There should be another figure whose x-axis is the training time measured by "minute" or "hour".

The paper is not easy to understand clearly. (1) In Algorithm 1, should $H$ be re-calculated every iteration? If yes, there should be a subscript for $H$. Also, in line 277 (the update of $\theta$), should it be $\sqrt{D / i}$? (2) I think in Section 4, paper 921 tries to state that it is the $D^{E}$ that can greatly reduce the condition number $\kappa(D^{E-1}H)$ and I think it should be declared clearly. (3) In line 178, what does $D^{-1}=\Vert A_{I,.}\Vert_2$ mean? (4) In line 267, $R(H,v)=...$ is a vector while (11) is a scalar, so what do you want to express here? Since there is no theorem that can provide a convergence rate for the proposed ESGD, I think a clearer explanation is needed.

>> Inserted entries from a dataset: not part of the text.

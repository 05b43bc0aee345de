//! Painting the ownership grid.
//!
//! Each tick the renderer decides which cells have to be repainted, then
//! walks them in the order given and merges consecutive cells of the same
//! owner into one fill. A canvas adapter turns each [BatchedFill] into a
//! single path with one `fill()` call.

use cw_core::{layout, BoardDimension, Coord, ErrorMsg, Grid, OwnerId, RasterSize, Rect};
use getset::{CopyGetters, Getters};
use itertools::Itertools;
use serde::Serialize;

use crate::configuration::{DrawConfiguration, FillStyle};
use crate::error::Result;

/// One path of same-owner rectangles, filled with a single call.
#[derive(Clone, CopyGetters, Debug, Getters, PartialEq, Serialize)]
pub struct BatchedFill {
    #[getset(get_copy = "pub")]
    owner: OwnerId,
    #[getset(get = "pub")]
    color: String,
    #[getset(get = "pub")]
    style: FillStyle,
    #[getset(get = "pub")]
    rects: Vec<Rect>,
}

/// Whether the next tick can trust what is already on the raster.
///
/// | phase              | layout changed | repaints   | next phase         |
/// |--------------------|----------------|------------|--------------------|
/// | any                | yes            | everything | `NeedsFullRepaint` |
/// | `NeedsFullRepaint` | no             | everything | `Incremental`      |
/// | `Incremental`      | no             | changes    | `Incremental`      |
///
/// The full repaint is held for one more tick after a layout change, so a
/// resize is covered for a whole tick before partial diffs resume.
#[derive(Clone, Copy, Debug, Default, Eq, PartialEq)]
pub enum RepaintPhase {
    #[default]
    NeedsFullRepaint,
    Incremental,
}

impl RepaintPhase {
    /// Returns the phase after this tick and whether this tick repaints
    /// every cell.
    pub fn step(self, layout_changed: bool) -> (RepaintPhase, bool) {
        match (self, layout_changed) {
            (_, true) => (RepaintPhase::NeedsFullRepaint, true),
            (RepaintPhase::NeedsFullRepaint, false) => (RepaintPhase::Incremental, true),
            (RepaintPhase::Incremental, false) => (RepaintPhase::Incremental, false),
        }
    }
}

#[derive(Clone, Debug, Default, Getters)]
pub struct GridDiffRenderer {
    layout: Option<(BoardDimension, RasterSize)>,
    #[getset(get = "pub")]
    phase: RepaintPhase,
    /// Cells chosen by the last call to [prepare](Self::prepare).
    #[getset(get = "pub")]
    last_batch: Vec<Coord>,
}

impl GridDiffRenderer {
    pub fn new() -> Self {
        GridDiffRenderer::default()
    }

    pub fn raster(&self) -> Option<RasterSize> {
        self.layout.map(|(_, raster)| raster)
    }

    pub fn dimension(&self) -> Option<BoardDimension> {
        self.layout.map(|(dim, _)| dim)
    }

    fn plan(&self, dim: BoardDimension, raster: RasterSize) -> (RepaintPhase, bool) {
        let layout_changed = self.layout != Some((dim, raster));
        self.phase.step(layout_changed)
    }

    /// Picks the cells to repaint this tick: every cell while a full repaint
    /// is in effect, otherwise `changed` as given.
    pub fn prepare(
        &mut self,
        dim: BoardDimension,
        raster: RasterSize,
        changed: &[Coord],
    ) -> Vec<Coord> {
        let (phase, full) = self.plan(dim, raster);
        let coords = if full {
            log::debug!(
                "Full field repaint of {}x{} board on {}x{} raster ({:?})",
                dim.cols,
                dim.rows,
                raster.width,
                raster.height,
                self.phase
            );
            dim.all_coords()
        } else {
            changed.to_vec()
        };
        self.layout = Some((dim, raster));
        self.phase = phase;
        self.last_batch = coords.clone();
        coords
    }

    /// Turns `coords` into fills against the layout recorded by the last
    /// [prepare](Self::prepare).
    pub fn emit(
        &self,
        grid: &Grid,
        coords: &[Coord],
        config: &DrawConfiguration,
    ) -> Result<Vec<BatchedFill>> {
        let Some((dim, raster)) = self.layout else {
            return Err("fields emitted before any layout was prepared"
                .violation_msg()
                .into());
        };
        if grid.dim() != dim {
            return Err(format!(
                "grid is {}x{} but the prepared layout is {}x{}",
                grid.dim().cols,
                grid.dim().rows,
                dim.cols,
                dim.rows
            )
            .violation_msg()
            .into());
        }
        batch_fills(grid, raster, coords, config)
    }

    /// [prepare](Self::prepare) and [emit](Self::emit) in one step, laid out
    /// for the grid's own dimension. The renderer is left untouched when the
    /// grid or coordinates are invalid.
    pub fn render(
        &mut self,
        grid: &Grid,
        raster: RasterSize,
        changed: &[Coord],
        config: &DrawConfiguration,
    ) -> Result<Vec<BatchedFill>> {
        let dim = grid.dim();
        let (phase, full) = self.plan(dim, raster);
        let coords = if full {
            dim.all_coords()
        } else {
            changed.to_vec()
        };
        let fills = batch_fills(grid, raster, &coords, config)?;
        if full {
            log::debug!(
                "Full field repaint: {} cells in {} fills",
                coords.len(),
                fills.len()
            );
        }
        self.layout = Some((dim, raster));
        self.phase = phase;
        self.last_batch = coords;
        Ok(fills)
    }
}

/// Run-length encodes `coords` by owner, in traversal order.
///
/// This is not a global grouping: an owner that shows up in two separate
/// runs gets two fills. Row-major traversal keeps the run count low for
/// boards made of contiguous territories.
pub fn batch_fills(
    grid: &Grid,
    raster: RasterSize,
    coords: &[Coord],
    config: &DrawConfiguration,
) -> Result<Vec<BatchedFill>> {
    let dim = grid.dim();
    let cells = coords
        .iter()
        .map(|&coord| Ok((grid.owner(coord)?, layout::rect(dim, raster, coord)?)))
        .collect::<cw_core::Result<Vec<(OwnerId, Rect)>>>()?;

    let mut fills = Vec::new();
    for (owner, run) in &cells.into_iter().group_by(|(owner, _)| *owner) {
        let fill = BatchedFill {
            owner,
            color: config.palette().color_of(owner)?.to_string(),
            style: config.field_style(owner).clone(),
            rects: run.map(|(_, rect)| rect).collect(),
        };
        log::trace!("Fill {} with {} rects", fill.color, fill.rects.len());
        fills.push(fill);
    }
    Ok(fills)
}

#[cfg(test)]
mod test {
    use std::collections::HashSet;

    use test_log::test;

    use super::*;

    const RASTER: RasterSize = RasterSize::new(300, 300);

    fn grid(rows: &[&[u8]]) -> Grid {
        Grid::from_rows(
            rows.iter()
                .map(|row| row.iter().copied().map(OwnerId).collect())
                .collect(),
        )
        .unwrap()
    }

    fn stripes() -> Grid {
        grid(&[&[0, 0, 1], &[1, 1, 1], &[2, 0, 0]])
    }

    #[test]
    fn first_prepare_repaints_everything() {
        let mut renderer = GridDiffRenderer::new();
        let coords = renderer.prepare(BoardDimension::new(3, 3), RASTER, &[Coord::new(1, 1)]);
        assert_eq!(9, coords.len());
    }

    #[test]
    fn incremental_diffs_resume_on_second_tick_after_layout_change() {
        let dim = BoardDimension::new(3, 3);
        let changed = [Coord::new(0, 1)];
        let mut renderer = GridDiffRenderer::new();

        // Layout change: full.
        assert_eq!(9, renderer.prepare(dim, RASTER, &changed).len());
        assert_eq!(RepaintPhase::NeedsFullRepaint, *renderer.phase());
        // Held for one more tick.
        assert_eq!(9, renderer.prepare(dim, RASTER, &changed).len());
        assert_eq!(RepaintPhase::Incremental, *renderer.phase());
        // Back to diffs.
        assert_eq!(changed.to_vec(), renderer.prepare(dim, RASTER, &changed));
        assert_eq!(Vec::<Coord>::new(), renderer.prepare(dim, RASTER, &[]));

        // Resize restarts the cycle regardless of what changed.
        let bigger = RasterSize::new(600, 600);
        assert_eq!(9, renderer.prepare(dim, bigger, &[]).len());
        assert_eq!(9, renderer.prepare(dim, bigger, &changed).len());
        assert_eq!(changed.to_vec(), renderer.prepare(dim, bigger, &changed));

        let wider = BoardDimension::new(4, 3);
        assert_eq!(12, renderer.prepare(wider, bigger, &changed).len());
        assert_eq!(&wider.all_coords(), renderer.last_batch());
    }

    #[test]
    fn layout_change_during_pending_repaint_restarts_it() {
        let dim = BoardDimension::new(3, 3);
        let mut renderer = GridDiffRenderer::new();
        renderer.prepare(dim, RASTER, &[]);
        renderer.prepare(dim, RasterSize::new(301, 300), &[]);
        assert_eq!(RepaintPhase::NeedsFullRepaint, *renderer.phase());
        assert_eq!(9, renderer.prepare(dim, RasterSize::new(301, 300), &[]).len());
        assert_eq!(0, renderer.prepare(dim, RasterSize::new(301, 300), &[]).len());
    }

    #[test]
    fn fills_are_runs_in_traversal_order() {
        let config = DrawConfiguration::default();
        let board = stripes();
        let fills = batch_fills(&board, RASTER, &board.dim().all_coords(), &config).unwrap();
        let owners: Vec<OwnerId> = fills.iter().map(BatchedFill::owner).collect();
        assert_eq!(
            vec![OwnerId(0), OwnerId(1), OwnerId(2), OwnerId(0)],
            owners
        );
        assert_eq!(
            &vec![
                Rect::new(200, 0, 100, 100),
                Rect::new(0, 100, 100, 100),
                Rect::new(100, 100, 100, 100),
                Rect::new(200, 100, 100, 100),
            ],
            fills[1].rects()
        );
        assert_eq!("Red", fills[1].color());
    }

    #[test]
    fn fills_cover_exactly_the_requested_cells() {
        let config = DrawConfiguration::default();
        let board = stripes();
        let coords = vec![
            Coord::new(2, 2),
            Coord::new(0, 0),
            Coord::new(2, 0),
            Coord::new(1, 0),
            Coord::new(0, 2),
        ];
        let fills = batch_fills(&board, RASTER, &coords, &config).unwrap();
        assert!(fills.len() <= coords.len());

        let mut painted = HashSet::new();
        for fill in fills.iter() {
            for rect in fill.rects() {
                let cell = Coord::new(rect.x() / 100, rect.y() / 100);
                assert_eq!(fill.owner(), board.owner(cell).unwrap());
                assert!(painted.insert(cell), "{:?} painted twice", cell);
            }
        }
        assert_eq!(coords.into_iter().collect::<HashSet<_>>(), painted);
    }

    #[test]
    fn unclaimed_fills_are_flat() {
        let config = DrawConfiguration::default();
        let board = stripes();
        let fills = batch_fills(&board, RASTER, &board.dim().all_coords(), &config).unwrap();
        assert_eq!(1.0, fills[0].style().opacity());
        assert_eq!(0.0, fills[0].style().shadow_blur());
        assert_eq!(0.7, fills[1].style().opacity());
        assert_eq!(2.0, fills[1].style().shadow_blur());
        assert_eq!("Grey", fills[1].style().shadow_color());
    }

    #[test]
    fn empty_coords_emit_nothing() {
        let config = DrawConfiguration::default();
        let mut renderer = GridDiffRenderer::new();
        let board = stripes();
        renderer.prepare(board.dim(), RASTER, &[]);
        assert!(renderer.emit(&board, &[], &config).unwrap().is_empty());
    }

    #[test]
    fn emit_rejects_bad_input() {
        let config = DrawConfiguration::default();
        let board = stripes();
        let mut renderer = GridDiffRenderer::new();
        assert!(renderer
            .emit(&board, &[Coord::ORIGIN], &config)
            .unwrap_err()
            .is_contract_violation());

        renderer.prepare(board.dim(), RASTER, &[]);
        assert!(renderer
            .emit(&board, &[Coord::new(3, 0)], &config)
            .unwrap_err()
            .is_contract_violation());

        let small = Grid::unclaimed(BoardDimension::new(2, 2));
        assert!(renderer
            .emit(&small, &[Coord::ORIGIN], &config)
            .unwrap_err()
            .is_contract_violation());
    }

    #[test]
    fn failed_render_keeps_previous_state() {
        let config = DrawConfiguration::default();
        let board = stripes();
        let mut renderer = GridDiffRenderer::new();
        renderer.render(&board, RASTER, &[], &config).unwrap();
        renderer.render(&board, RASTER, &[], &config).unwrap();
        assert_eq!(RepaintPhase::Incremental, *renderer.phase());

        assert!(renderer
            .render(&board, RASTER, &[Coord::new(9, 9)], &config)
            .is_err());
        assert_eq!(RepaintPhase::Incremental, *renderer.phase());
        assert_eq!(Some(RASTER), renderer.raster());

        let fills = renderer
            .render(&board, RASTER, &[Coord::new(1, 1), Coord::new(2, 1)], &config)
            .unwrap();
        assert_eq!(1, fills.len());
        assert_eq!(2, fills[0].rects().len());
    }
}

Overall, I expect more convincing experiments and a clearer explanation of the proposed ESGD.
Overall, I expect more convincing experiments and a clearer explanation of the proposed ESGD.

Submitted by Assigned_Reviewer_2

Q1: Comments to author(s). First provide a summary of the paper, and then address the following criteria: Quality, clarity, originality and significance. (For detailed reviewing guidelines, see http://nips.cc/PaperInformation/ReviewerInstructions)
The authors describe the approach of pre-conditioning, a numerical method that uses a linear change of variables to perform gradient descent in a better conditioned parameter space. The authors propose using a pre-conditioner known as "equilibration", which row-normalizes a matrix, to pre-condition the loss Hessian. They then propose a practical numerical technique to estimate the equlibration pre-conditioner, which costs little more than normal gradient-based training. They show experimentally that this approach reduces the condition number of random Hessians, and they show theoretically that it reduces an upper-bound on the condition number of the Hessian, though a more direct proof is lacking. They further show that the resulting algorithm "Equilibrated Gradient Descent" (EGD) improves the convergence time of deep neural networks on some data sets. Additionally, they argue that the heuristic algorithm RMSProp is an approximation to equilibrated EGD.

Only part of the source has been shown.